**TASK GOAL**
Look below for the line that contains "by every manager.", then copy it and each following line exactly, through and including the line that contains "pub mod views;".

Top of RECORDS SHOWN

//! Health, info, and the public read-only listings.

use std::sync::Arc;

use axum::extract::{Query, State};
use axum::response::Json;
use oerc_site::views::public_listing;
use oerc_site::{ConferenceRow, Repository, ResearchView, Site};
use oerc_types::tags::parse_tag_list;
use oerc_types::{Event, Faq, GlobalConference, ResearchPaper, Resource};
use serde::Deserialize;
use serde_json::{json, Value};

use crate::state::AppState;

/// A resource kind with a repository on the [`Site`].
pub trait Managed: Resource {
    fn repository(site: &Site) -> Arc<dyn Repository<Self>>;
}

impl Managed for ResearchPaper {
    fn repository(site: &Site) -> Arc<dyn Repository<Self>> {
        site.papers.clone()
    }
}

impl Managed for Event {
    fn repository(site: &Site) -> Arc<dyn Repository<Self>> {
        site.events.clone()
    }
}

impl Managed for GlobalConference {
    fn repository(site: &Site) -> Arc<dyn Repository<Self>> {
        site.conferences.clone()
    }
}

impl Managed for Faq {
    fn repository(site: &Site) -> Arc<dyn Repository<Self>> {
        site.faqs.clone()
    }
}

pub async fn health_handler() -> Json<Value> {
    Json(json!({ "status": "ok" }))
}

pub async fn info_handler(State(state): State<AppState>) -> Json<Value> {
    Json(json!({
        "name": "oerc-server",
        "version": env!("CARGO_PKG_VERSION"),
        "bucket": state.config.bucket,
        "persistent": state.config.data_dir.is_some(),
    }))
}

/// Full public listing of one resource kind, in store order.
pub async fn list<R: Managed>(State(state): State<AppState>) -> Json<Vec<R>> {
    let repo = R::repository(&state.site);
    Json(public_listing(repo.as_ref()).await)
}

#[derive(Debug, Default, Deserialize)]
pub struct PaperQuery {
    /// Comma-separated; a paper must carry all of them.
    pub tags: Option<String>,
}

pub async fn papers(
    State(state): State<AppState>,
    Query(query): Query<PaperQuery>,
) -> Json<Vec<ResearchPaper>> {
    let papers = public_listing::<ResearchPaper>(state.site.papers.as_ref()).await;
    let mut view = ResearchView::new(papers);
    if let Some(tags) = query.tags.as_deref() {
        view.select_tags(parse_tag_list(tags));
    }
    Json(view.visible().into_iter().cloned().collect())
}

pub async fn paper_tags(State(state): State<AppState>) -> Json<Vec<String>> {
    let papers = public_listing::<ResearchPaper>(state.site.papers.as_ref()).await;
    let view = ResearchView::new(papers);
    Json(view.available_tags())
}

pub async fn conferences(State(state): State<AppState>) -> Json<Vec<ConferenceRow>> {
    let rows = public_listing(state.site.conferences.as_ref()).await;
    Json(rows.iter().map(ConferenceRow::from).collect())
}
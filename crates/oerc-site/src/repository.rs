use std::sync::Arc;

use async_trait::async_trait;
use oerc_store::RecordStore;
use oerc_types::{RecordId, Resource};

use crate::error::{SiteError, SiteResult};
use crate::upload::Attachments;

/// Validated data access for one resource kind.
///
/// Drafts and patches are validated before any remote call is made.
/// `update` and `remove` take the current row so implementations that own
/// side data (such as stored files) can see what is being replaced.
#[async_trait]
pub trait Repository<R: Resource>: Send + Sync {
    async fn list(&self) -> SiteResult<Vec<R>>;

    async fn get(&self, id: &RecordId) -> SiteResult<Option<R>>;

    async fn create(&self, draft: R::Draft, files: Attachments) -> SiteResult<R>;

    async fn update(&self, current: &R, patch: R::Patch, files: Attachments) -> SiteResult<R>;

    /// Returns `Ok(false)` if the row was already gone.
    async fn remove(&self, current: &R) -> SiteResult<bool>;

    /// Look up a row, failing with `NotFound` if it does not exist.
    async fn fetch(&self, id: &RecordId) -> SiteResult<R> {
        self.get(id).await?.ok_or_else(|| SiteError::NotFound {
            kind: R::KIND.label(),
            id: id.clone(),
        })
    }
}

/// Repository over a bare table, for resources without files.
pub struct TableRepository<R: Resource> {
    store: Arc<dyn RecordStore<R>>,
}

impl<R: Resource> TableRepository<R> {
    pub fn new(store: Arc<dyn RecordStore<R>>) -> Self {
        Self { store }
    }
}

#[async_trait]
impl<R: Resource> Repository<R> for TableRepository<R> {
    async fn list(&self) -> SiteResult<Vec<R>> {
        Ok(self.store.select_all().await?)
    }

    async fn get(&self, id: &RecordId) -> SiteResult<Option<R>> {
        Ok(self.store.select_one(id).await?)
    }

    async fn create(&self, draft: R::Draft, files: Attachments) -> SiteResult<R> {
        if !files.is_empty() {
            return Err(SiteError::UnexpectedAttachment(R::KIND.label()));
        }
        R::validate_draft(&draft)?;
        let row = self.store.insert(draft).await?;
        tracing::info!(table = %R::KIND, id = %row.id(), "row created");
        Ok(row)
    }

    async fn update(&self, current: &R, patch: R::Patch, files: Attachments) -> SiteResult<R> {
        if !files.is_empty() {
            return Err(SiteError::UnexpectedAttachment(R::KIND.label()));
        }
        R::validate_patch(&patch)?;
        let row = self.store.update(current.id(), &patch).await?;
        tracing::info!(table = %R::KIND, id = %row.id(), "row updated");
        Ok(row)
    }

    async fn remove(&self, current: &R) -> SiteResult<bool> {
        let removed = self.store.delete(current.id()).await?;
        tracing::info!(table = %R::KIND, id = %current.id(), removed, "row deleted");
        Ok(removed)
    }
}

impl<R: Resource> std::fmt::Debug for TableRepository<R> {
    fn fmt(&self, f: &mut std::fmt::Formatter<'_>) -> std::fmt::Result {
        f.debug_struct("TableRepository")
            .field("table", &R::KIND.table())
            .finish()
    }
}

#[cfg(test)]
mod tests {
    use super::*;
    use crate::upload::FileUpload;
    use oerc_store::InMemoryTable;
    use oerc_types::{Faq, FaqDraft, FaqPatch, ValidationError};

    fn repo() -> TableRepository<Faq> {
        TableRepository::new(Arc::new(InMemoryTable::<Faq>::new()))
    }

    fn draft(q: &str) -> FaqDraft {
        FaqDraft { question: q.into(), answer: "Yes.".into() }
    }

    #[tokio::test]
    async fn invalid_draft_never_reaches_the_store() {
        let r = repo();
        let err = r.create(draft("  "), Attachments::default()).await.unwrap_err();
        assert!(matches!(err, SiteError::Validation(ValidationError::MissingField("question"))));
        assert!(r.list().await.unwrap().is_empty());
    }

    #[tokio::test]
    async fn files_are_refused() {
        let r = repo();
        let files = Attachments {
            pdf: Some(FileUpload::new("a.pdf", &b"%PDF"[..])),
            ..Default::default()
        };
        let err = r.create(draft("Q?"), files).await.unwrap_err();
        assert!(matches!(err, SiteError::UnexpectedAttachment("FAQ")));
    }

    #[tokio::test]
    async fn fetch_reports_missing_rows() {
        let r = repo();
        let row = r.create(draft("Q?"), Attachments::default()).await.unwrap();
        assert_eq!(r.fetch(&row.id).await.unwrap(), row);
        assert!(r.remove(&row).await.unwrap());
        assert!(!r.remove(&row).await.unwrap());
        assert!(matches!(r.fetch(&row.id).await, Err(SiteError::NotFound { .. })));
    }

    #[tokio::test]
    async fn update_sends_only_the_patch() {
        let r = repo();
        let row = r.create(draft("Q?"), Attachments::default()).await.unwrap();
        let patch = FaqPatch { answer: Some("No.".into()), ..Default::default() };
        let updated = r.update(&row, patch, Attachments::default()).await.unwrap();
        assert_eq!(updated.question, "Q?");
        assert_eq!(updated.answer, "No.");
    }
}
//! Site services for the OERC backend.
//!
//! Builds the admin and public behavior on top of the store, auth, and mail
//! collaborators:
//!
//! - [`Repository`]: validated CRUD for one resource kind. Plain tables use
//!   [`TableRepository`]; papers use [`PaperLibrary`], which also manages
//!   the PDF and cover-image objects.
//! - [`ResourceManager`]: the dashboard's list/form lifecycle, generic over
//!   the resource kind.
//! - [`NewsletterService`]: public subscribe, gated listing, removal and
//!   bulk send, and the new-subscriber welcome.
//! - [`AdminConsole`]: one session shared by every manager.
//! - [`views`]: read-only listings for visitors.

pub mod console;
pub mod error;
pub mod manager;
pub mod newsletter;
pub mod notice;
pub mod paper;
pub mod repository;
pub mod site;
pub mod upload;
pub mod views;

pub use console::{AdminConsole, PaperManager, SubscriberManager};
pub use error::{SiteError, SiteResult};
pub use manager::{Form, FormMode, ResourceManager};
pub use newsletter::{BulkEmail, NewsletterService, NewsletterSettings, SendOutcome, WelcomeOutcome};
pub use notice::{Confirmation, Notice};
pub use paper::PaperLibrary;
pub use repository::{Repository, TableRepository};
pub use site::{Site, SiteStores};
pub use upload::{Attachments, FileUpload};
pub use views::{ConferenceRow, ResearchView};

Bottom of RECORDS SHOWN

**RESPONSE AREA**
//! - [`AdminConsole`]: one session shared by every manager.
//! - [`views`]: read-only listings for visitors.

pub mod console;
pub mod error;
pub mod manager;
pub mod newsletter;
pub mod notice;
pub mod paper;
pub mod repository;
pub mod site;
pub mod upload;
pub mod views;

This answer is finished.